In collaboration with two community dentists, an interviewer-based questionnaire was developed. The questions included items on basic demographic data, dental service utilisation and satisfaction. A dentist (R.D.) also collected data from a brief visual examination of the mouth and teeth. The 1988 UK national household survey (Office of Population Censuses and Surveys, 1988) was used as a reference. The 1988 survey was carried out by selecting a random sample of 4640 addresses and asking all the adults at those addresses to participate (results of the 1998 survey were not available at the time of our study).
Ethical approval was obtained from Riverside Research Ethics Committee. Wards were informed by letter and verbally about the date and time of the interviews. Patients were given information letters and their written consent was obtained at the time of the interviews.
Results
Out of 50 patients invited to participate, 16 refused and 5 were too disturbed to be interviewed, leaving 29. One of these answered the questionnaire but refused oral examination, and two did not have any teeth, so 26 dentate patients took part in the survey. The mean age of the sample was 39 years, with almost an equal male to female ratio, of 14:15. Just over one-half (17/29) were single, 13/29 were living independently alone and 9/29 with their families.
A majority of dentate patients (22/26) had 21 or more of their natural teeth and 20/26 reported problems with their teeth at the time of examination. Twenty-five reported that staff on the ward or their professional carers in the community had never asked them about any dental problems. Twenty-three reported having a tooth-brush in hospital and 20 produced it when the interviewer asked to see it. Out of this 20, 17 brushes were in an adequate state. Twenty-two patients reported brushing their teeth once or twice a day at home, and 20 reported that they were continuing this in hospital. Only two patients were using mouthwash daily. Fifteen of the 26 patients visited the hospital shop to buy chocolate or soft drinks.

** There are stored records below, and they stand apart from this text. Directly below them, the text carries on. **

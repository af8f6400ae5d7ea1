//! 基础设施层模块
//! 
//! 负责配置管理等基础设施相关功能

pub mod config;

// 重新导出常用类型
pub use config::{BackendConfig, Config, ConfigOverrides, ServerConfig, UploadConfig};
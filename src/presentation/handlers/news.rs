//! 新闻处理器

use axum::{
    extract::State,
    response::{IntoResponse, Response},
};
use tracing::{info, instrument};

use crate::presentation::routes::AppState;
use crate::shared::utils::generate_request_id;
use crate::shared::AppResult;

/// 获取新闻
///
/// `GET /api/news`，每次都重新请求后端，响应不可缓存
#[instrument(skip(state))]
pub async fn get_news(State(state): State<AppState>) -> AppResult<Response> {
    let request_id = generate_request_id();
    info!("📰 [{}] 新闻请求", request_id);

    let payload = state.backend.fetch_news().await?;

    info!("✅ [{}] 新闻获取完成", request_id);
    Ok(payload.into_response())
}
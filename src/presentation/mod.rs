//! 表示层模块
//! 
//! 负责HTTP请求处理、路由管理

pub mod handlers;
pub mod routes;
pub mod dto;

// 重新导出路由创建函数
pub use routes::{create_routes, AppState};
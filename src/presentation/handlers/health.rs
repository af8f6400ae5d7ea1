//! 健康检查处理器
//!
//! 处理服务存活检查和外部ML后端可达性检查

use axum::{extract::State, http::StatusCode, response::Json};
use serde::Serialize;
use tracing::{info, instrument, warn};

use crate::business::domain::BackendProbe;
use crate::presentation::routes::AppState;
use crate::shared::constants::server::SERVICE_NAME;

/// 后端健康状态
#[derive(Debug, Serialize)]
pub struct BackendHealthResponse {
    pub status: String,
    pub service: String,
    pub version: String,
    pub timestamp: String,
    pub backend: BackendProbe,
}

/// 基础健康检查
#[instrument]
pub async fn health_check() -> Result<Json<serde_json::Value>, StatusCode> {
    info!("🏥 基础健康检查请求");

    Ok(Json(serde_json::json!({
        "status": "ok",
        "service": SERVICE_NAME,
        "version": env!("CARGO_PKG_VERSION"),
        "timestamp": chrono::Utc::now().to_rfc3339()
    })))
}

/// 外部ML后端健康检查
///
/// 后端不可达时仍返回200，通过 `status` 字段报告 `degraded`
#[instrument(skip(state))]
pub async fn get_backend_health(State(state): State<AppState>) -> Json<BackendHealthResponse> {
    info!("🏥 后端健康检查请求");

    let probe = state.backend.probe().await;
    let status = if probe.reachable { "healthy" } else { "degraded" };

    if probe.reachable {
        info!("✅ 后端可达: {} ({}ms)", probe.origin, probe.response_time_ms);
    } else {
        warn!("⚠️ 后端不可达: {}", probe.origin);
    }

    Json(BackendHealthResponse {
        status: status.to_string(),
        service: SERVICE_NAME.to_string(),
        version: env!("CARGO_PKG_VERSION").to_string(),
        timestamp: chrono::Utc::now().to_rfc3339(),
        backend: probe,
    })
}
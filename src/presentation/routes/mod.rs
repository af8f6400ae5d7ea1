//! 路由配置模块
//!
//! 组织和配置所有HTTP路由

use axum::{
    extract::DefaultBodyLimit,
    routing::{get, post},
    Router,
};
use std::path::PathBuf;
use std::sync::Arc;
use tower_http::{cors::CorsLayer, services::ServeDir, trace::TraceLayer};

use crate::business::services::VerificationBackend;
use crate::infrastructure::UploadConfig;
use crate::presentation::handlers;

/// 路由共享状态
///
/// 只包含后端代理和不可变配置，请求之间没有可变共享状态
#[derive(Clone)]
pub struct AppState {
    pub backend: Arc<dyn VerificationBackend>,
    pub upload: UploadConfig,
}

impl AppState {
    pub fn new(backend: Arc<dyn VerificationBackend>, upload: UploadConfig) -> Self {
        Self { backend, upload }
    }
}

/// 创建应用路由
pub fn create_routes(state: AppState, static_dir: Option<PathBuf>) -> Router {
    // 验证代理路由
    let verification_routes = Router::new()
        .route("/api/predict", post(handlers::verify::predict))
        .route(
            "/api/verify-ocr",
            post(handlers::verify::verify_ocr)
                .layer(DefaultBodyLimit::max(state.upload.body_limit())),
        )
        .route("/api/news", get(handlers::news::get_news));

    // 公开路由
    let public_routes = Router::new()
        .route("/health", get(handlers::health::health_check))
        .route("/api/health/backend", get(handlers::health::get_backend_health));

    let app = Router::new()
        .merge(public_routes)
        .merge(verification_routes)
        .with_state(state);

    // 检查是否存在构建的前端文件
    let app = match static_dir {
        Some(dist_path) if dist_path.exists() => {
            tracing::info!("🌐 生产模式：服务静态文件从 {}", dist_path.display());
            app.fallback_service(ServeDir::new(dist_path).append_index_html_on_directories(true))
        }
        Some(dist_path) => {
            tracing::warn!("⚠️ 静态文件目录不存在: {}，仅提供 API 服务", dist_path.display());
            app
        }
        None => {
            tracing::info!("🔧 开发模式：仅提供 API 服务");
            app
        }
    };

    app
        // 全局中间件
        .layer(TraceLayer::new_for_http())
        .layer(CorsLayer::permissive())
}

About half of the patients (13/26) had had their last dental treatment more than 2 years ago, and a similar number (13/26) had visited their dentist within the past year. The most common reason for not visiting a dentist was fear of treatment, anxiety or lack of faith in the dentist. A majority had worried about their teeth (19/26) or had had dental pain (15/26) over the preceding 3 months. A majority complained of current problems with their teeth and 50% were satisfied with the overall dental care provided in the hospital.
Dental examination revealed that 3/26 of the in-patients had no visible plaque and 23 had plaque. Similarly, only 3 had no visible inflammation of the gums and 23 had visible inflammation. As regards condition of teeth, 9/26 had no carious teeth and 17/26 had carious teeth.
Discussion
The oral health of patients admitted to this acute psychiatric unit was worse than that of the general population. This is consistent with other findings of physical ill health in psychiatric patients (Reference Strathdee, Weller and MujienStrathdee, 1993), and has implications for routine clinical practice and service development. Dental problems and dental care need to be considered by mental health staff when comprehensive assessments are conducted, and a care plan should be decided upon.
The limitations of this study are its cross-sectional design and small sample size, which limit the ability to draw valid conclusions. However, this is not entirely unexpected in a study set in a busy inner-city general adult psychiatric unit. Owing to ethical and staffing constraints, a visual assessment of condition of teeth and gums was made and dental probing was not done. It is reasonable to assume that a more detailed examination with probing and radiography may have revealed more disease.
There is a need for basic dental health education in in-patient units, and access to dental care. The anxieties and fears that keep patients away from dentists should be explored and addressed appropriately. Improving liaison between mental health staff and community dental services could help to tackle some of the problems.
Acknowledgement
I.M.'s post was funded by the Priory Group of Hospitals.